Immuno Flashcards
EBV and amoxicillin/ampicillin/cephalosporin
Causes hypersensitivity reaction in presence of EBV - not true allergy
Ibrutinib can be used in which leukemia?
CLL
mAb Tx Psoriasis
Ustekinumab (anti IL-12/23)
Guselkumab (anti IL-23)
Sekukinumab (anti IL-17A for PA and ankalosing spondylitis)
Tx RA (not DDMARD/MTX)
Rituximab (anti CD20), anti-TNFa (etanercept or adalimumab), tocilizumab (anti-IL6)
Wegener’s with severe flare
Cyclophosphamide
Worsening Crohn’s, already on Azathioprine and Prednisolone, what tx?
Infliximab (Anti-TNFa)
Malignant melanoma medical treatment
Pembrolizumab
Explanation: Pembrolizumab is anti PD-1, just like Nivolmab.

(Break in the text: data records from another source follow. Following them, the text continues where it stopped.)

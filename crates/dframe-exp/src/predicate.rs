use crate::error::FrameResult;
use crate::exp::{ColumnRef, EvalSource};
use crate::frame::DataFrame;
use dframe_columnar::{BoolSeries, Value};
use std::fmt;
use std::sync::Arc;

type ValueTest = Arc<dyn Fn(&Value) -> bool + Send + Sync>;

/// Row filter built from per-column value tests.
///
/// Each column test runs once over its whole column; combinators then work on the resulting
/// masks.
#[derive(Clone)]
pub struct RowPredicate {
    node: Node,
}

#[derive(Clone)]
enum Node {
    Column { column: ColumnRef, test: ValueTest },
    And(Box<Node>, Box<Node>),
    Or(Box<Node>, Box<Node>),
    Not(Box<Node>),
}

impl RowPredicate {
    /// Matches rows whose value in `column` passes `test`.
    pub fn for_column(
        column: impl Into<ColumnRef>,
        test: impl Fn(&Value) -> bool + Send + Sync + 'static,
    ) -> Self {
        Self {
            node: Node::Column {
                column: column.into(),
                test: Arc::new(test),
            },
        }
    }

    pub fn and(self, other: RowPredicate) -> Self {
        Self {
            node: Node::And(Box::new(self.node), Box::new(other.node)),
        }
    }

    pub fn or(self, other: RowPredicate) -> Self {
        Self {
            node: Node::Or(Box::new(self.node), Box::new(other.node)),
        }
    }

    pub fn negate(self) -> Self {
        Self {
            node: Node::Not(Box::new(self.node)),
        }
    }

    pub(crate) fn mask(&self, frame: &DataFrame) -> FrameResult<BoolSeries> {
        self.node.mask(frame)
    }
}

impl Node {
    fn mask(&self, frame: &DataFrame) -> FrameResult<BoolSeries> {
        Ok(match self {
            Node::Column { column, test } => frame.resolve(column)?.locate(|v| test(v)),
            Node::And(l, r) => l.mask(frame)?.and(&r.mask(frame)?)?,
            Node::Or(l, r) => l.mask(frame)?.or(&r.mask(frame)?)?,
            Node::Not(inner) => inner.mask(frame)?.not(),
        })
    }
}

impl fmt::Debug for RowPredicate {
    fn fmt(&self, f: &mut fmt::Formatter<'_>) -> fmt::Result {
        fmt::Debug::fmt(&self.node, f)
    }
}

impl fmt::Debug for Node {
    fn fmt(&self, f: &mut fmt::Formatter<'_>) -> fmt::Result {
        match self {
            Node::Column { column, .. } => f.debug_tuple("Column").field(column).finish(),
            Node::And(l, r) => f.debug_tuple("And").field(l).field(r).finish(),
            Node::Or(l, r) => f.debug_tuple("Or").field(l).field(r).finish(),
            Node::Not(inner) => f.debug_tuple("Not").field(inner).finish(),
        }
    }
}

Ipilimumab is an anti CTLA-4
Rituximab target and used in
anti-CD20
Used in Lymphoma, RA, SLE
Transplant drugs
Tacrolimus, Cyclosporin Azathioprine Mycophenolate Mofetil Antithymocyte globulin (ATG Prednisolone Basiliximab (anti-CD25/IL-2) (prophylactic)
typical regime is: CNI + AZA/MMF +/- steroids
Type I hypersensitivity
Allergy/Atopic eczema
Type II hypersensitivity
Auto-immune/auto-inflammatory e.g. Graves
Type III hypersensitivity
Complex mediated e.g. SLE
Type IV hypersensitivity
Delayed e.g. contact dermatitis, diabetes
CD40L associated
Hyper IgM
GPA’s other name
Wegener’s Granulomatosis
eGPA’s other name
Churg-Strauss Syndrome
Monitoring SLE (inactive, active, severe disease)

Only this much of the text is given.